# RECORDS SUPPLIED:
..............................

//! Routine-level translation: the prolog, the body, the implicit return,
//! and the finalization patches.
//!
//! The routine header is one `n_locals` byte, followed in V1-4 by one
//! big-endian word of initial value per local. V5+ headers have no
//! initial values; defaults become explicit stores at the top of the
//! body, guarded by `check_arg_count` for optional parameters so a
//! caller-supplied argument is not clobbered. The store prolog is also
//! the offset a routine-level `AGAIN` jumps back to.
//!
//! A `PROG` or `BIND` in the body may widen the local set past what the
//! header declared; the header byte (and in V1-4 the initial-value
//! block) is patched once the body is finished.

use crate::ast::{Expr, RoutineNode};
use crate::code_translator::{translate_statement, translate_value, FormValue};
use crate::environ::{ZilError, ZilResult};
use crate::program_translator::ProgramTranslator;
use crate::state::TranslationState;
use crate::translation_utils::{
    bind_branch, classify_operand, const_value, is_terminator, reserve_branch, word_of,
};
use log::debug;
use zilt_codegen::binemit::{CodeBuffer, ROUTINE_RESTART_SENTINEL};
use zilt_codegen::isa::{encode, Opcode, Operand};

/// The entry-point routine, always emitted first.
pub(crate) const ENTRY_ROUTINE: &str = "GO";

/// Translate one routine and append it to the program's code region.
pub(crate) fn translate_routine(
    routine: &RoutineNode,
    env: &mut ProgramTranslator,
) -> ZilResult<()> {
    let version = env.options.version;
    debug!("routine {} begins", routine.name);

    let required = routine.params.len();
    let limit = version.max_call_args();
    if required > limit.min(7) {
        return Err(ZilError::TooManyParams {
            routine: routine.name.clone(),
            count: required,
            limit: limit.min(7),
        });
    }
    if routine.name == ENTRY_ROUTINE && required > 0 {
        return Err(ZilError::EntryPoint {
            message: format!("cannot take {} required parameters", required),
        });
    }

    let mut state = TranslationState::new(&routine.name, routine.activation.clone());

    // Declared locals in slot order: required, then optional, then AUX.
    for name in &routine.params {
        state.declare_local(name)?;
    }
    let mut opt_slots = Vec::new();
    for (i, (name, _)) in routine.opt_params.iter().enumerate() {
        let slot = state.declare_local(name)?;
        opt_slots.push(slot);
        if required + i + 1 > limit {
            env.diags.warn(
                "MDL0417",
                format!(
                    "in {}: optional parameter {} can never receive an argument in {}",
                    routine.name, name, version
                ),
            )?;
        }
    }
    let mut aux_slots = Vec::new();
    for (name, _) in &routine.aux {
        aux_slots.push(state.declare_local(name)?);
    }
    let declared = state.high_water();

    // Header: locals count, then V1-4 initial-value words holding the
    // constant defaults.
    let mut buf = CodeBuffer::new();
    buf.put1(declared);
    if version.has_local_defaults() {
        let mut defaults = vec![0u16; usize::from(declared)];
        for (i, (_, init)) in routine.opt_params.iter().enumerate() {
            if let Some(value) = init.as_ref().and_then(|e| const_value(e, env)) {
                defaults[usize::from(opt_slots[i]) - 1] = word_of(value);
            }
        }
        for (i, (_, init)) in routine.aux.iter().enumerate() {
            if let Some(value) = init.as_ref().and_then(|e| const_value(e, env)) {
                defaults[usize::from(aux_slots[i]) - 1] = word_of(value);
            }
        }
        for word in defaults {
            buf.put2(word);
        }
    }
    state.body_start = buf.len();
    // The routine itself is the bottom of the loop stack: a top-level
    // AGAIN restarts it from the store prolog.
    state.push_loop(
        crate::state::LoopKind::Routine,
        routine.activation.clone(),
        state.body_start,
    );

    // Store prolog. Optional-parameter defaults need a check_arg_count
    // guard from V5 on; in V1-4 the header words already hold them. AUX
    // defaults are stored unconditionally, which is also what lets a
    // routine-level AGAIN re-initialize them.
    if version.at_least(5) {
        for (i, (_, init)) in routine.opt_params.iter().enumerate() {
            if let Some(init) = init {
                let slot = opt_slots[i];
                encode(
                    &mut buf,
                    version,
                    Opcode::CheckArgCount,
                    &[Operand::Small(slot)],
                    None,
                    None,
                )?;
                let skip = reserve_branch(&mut buf, true);
                store_default(slot, init, &mut buf, &mut state, env)?;
                let target = buf.len();
                bind_branch(&mut buf, skip, target)?;
            }
        }
    }
    // AUX defaults are stored in every version: V1-4 headers already
    // carry the constants, but the store is what lets a routine-level
    // AGAIN restart with fresh values.
    for (i, (_, init)) in routine.aux.iter().enumerate() {
        if let Some(init) = init {
            store_default(aux_slots[i], init, &mut buf, &mut state, env)?;
        }
    }

    // Body, with the implicit return synthesized from the final
    // statement's shape.
    translate_body(&routine.body, &mut buf, &mut state, env)?;

    // Routine-level AGAIN re-enters at the store prolog.
    buf.rewrite_sentinels(0, ROUTINE_RESTART_SENTINEL, state.body_start)?;

    // A block may have widened the local set; patch the header.
    let high_water = state.high_water();
    if high_water > declared {
        buf.patch1(0, high_water);
        if version.has_local_defaults() {
            let at = 1 + 2 * u32::from(declared);
            buf.insert_zeros(at, 2 * usize::from(high_water - declared));
        }
        debug!(
            "routine {} widened locals {} -> {}",
            routine.name, declared, high_water
        );
    }

    if routine.name == ENTRY_ROUTINE && !version.at_least(6) && high_water > 0 {
        return Err(ZilError::EntryPoint {
            message: format!("cannot have locals before V6, has {}", high_water),
        });
    }

    // Unused-local warnings, skipping initializers kept for their side
    // effects.
    for (name, init) in routine.opt_params.iter().chain(routine.aux.iter()) {
        let side_effect = init.as_ref().map_or(false, has_side_effects);
        if !state.is_used(name) && !side_effect {
            env.diags.warn(
                "ZIL0210",
                format!("in {}: local {} is bound but never used", routine.name, name),
            )?;
        }
    }

    // Land the routine in the code region at the version's alignment.
    env.code.align_to(version.alignment());
    let base = env.code.len();
    env.routine_offsets.insert(routine.name.clone(), base);
    if routine.name == ENTRY_ROUTINE {
        let header = 1 + if version.has_local_defaults() {
            2 * u32::from(high_water)
        } else {
            0
        };
        env.entry_pc = Some(base + header);
    }
    env.code.put_slice(buf.bytes());
    debug!("routine {} at {:#x}, {} bytes", routine.name, base, buf.len());
    Ok(())
}

fn store_default(
    slot: u8,
    init: &Expr,
    buf: &mut CodeBuffer,
    state: &mut TranslationState,
    env: &mut ProgramTranslator,
) -> ZilResult<()> {
    let operand = classify_operand(init, buf, state, env)?;
    encode(
        buf,
        env.options.version,
        Opcode::Store,
        &[Operand::Small(slot), operand],
        None,
        None,
    )?;
    Ok(())
}

/// Whether evaluating an initializer does something besides produce a
/// value.
fn has_side_effects(expr: &Expr) -> bool {
    match expr {
        Expr::Form(_) | Expr::Cond(_) | Expr::Repeat(_) => true,
        _ => false,
    }
}

/// Emit the body statements, then make sure control cannot fall off the
/// end: the final statement either is a terminator, or its value is
/// synthesized into a return.
fn translate_body(
    body: &[Expr],
    buf: &mut CodeBuffer,
    state: &mut TranslationState,
    env: &mut ProgramTranslator,
) -> ZilResult<()> {
    let version = env.options.version;
    if body.is_empty() {
        encode(buf, version, Opcode::Rfalse, &[], None, None)?;
        return Ok(());
    }
    for stmt in &body[..body.len() - 1] {
        translate_statement(stmt, buf, state, env)?;
    }
    let last = body.last().unwrap();
    if is_terminator(last) {
        return translate_statement(last, buf, state, env);
    }
    match last {
        Expr::Form(_) | Expr::Cond(_) | Expr::Repeat(_) => {
            match translate_value(last, buf, state, env)? {
                FormValue::Stack => encode(buf, version, Opcode::RetPopped, &[], None, None)?,
                FormValue::Slot(slot) => encode(
                    buf,
                    version,
                    Opcode::Ret,
                    &[Operand::Variable(slot)],
                    None,
                    None,
                )?,
                // A void operation's value is true.
                FormValue::Void => encode(buf, version, Opcode::Rtrue, &[], None, None)?,
            }
        }
        plain => {
            let operand = classify_operand(plain, buf, state, env)?;
            match operand {
                Operand::Small(0) => encode(buf, version, Opcode::Rfalse, &[], None, None)?,
                Operand::Small(1) => encode(buf, version, Opcode::Rtrue, &[], None, None)?,
                Operand::Variable(0) => encode(buf, version, Opcode::RetPopped, &[], None, None)?,
                other => encode(buf, version, Opcode::Ret, &[other], None, None)?,
            }
        }
    }
    Ok(())
}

..............................

# WORK TO BE COMPLETED:
Among the records above, find the lines that contain "parameters" and copy every one.

# RESULT OF THE EXERCISE:
//! body, guarded by `check_arg_count` for optional parameters so a
            message: format!("cannot take {} required parameters", required),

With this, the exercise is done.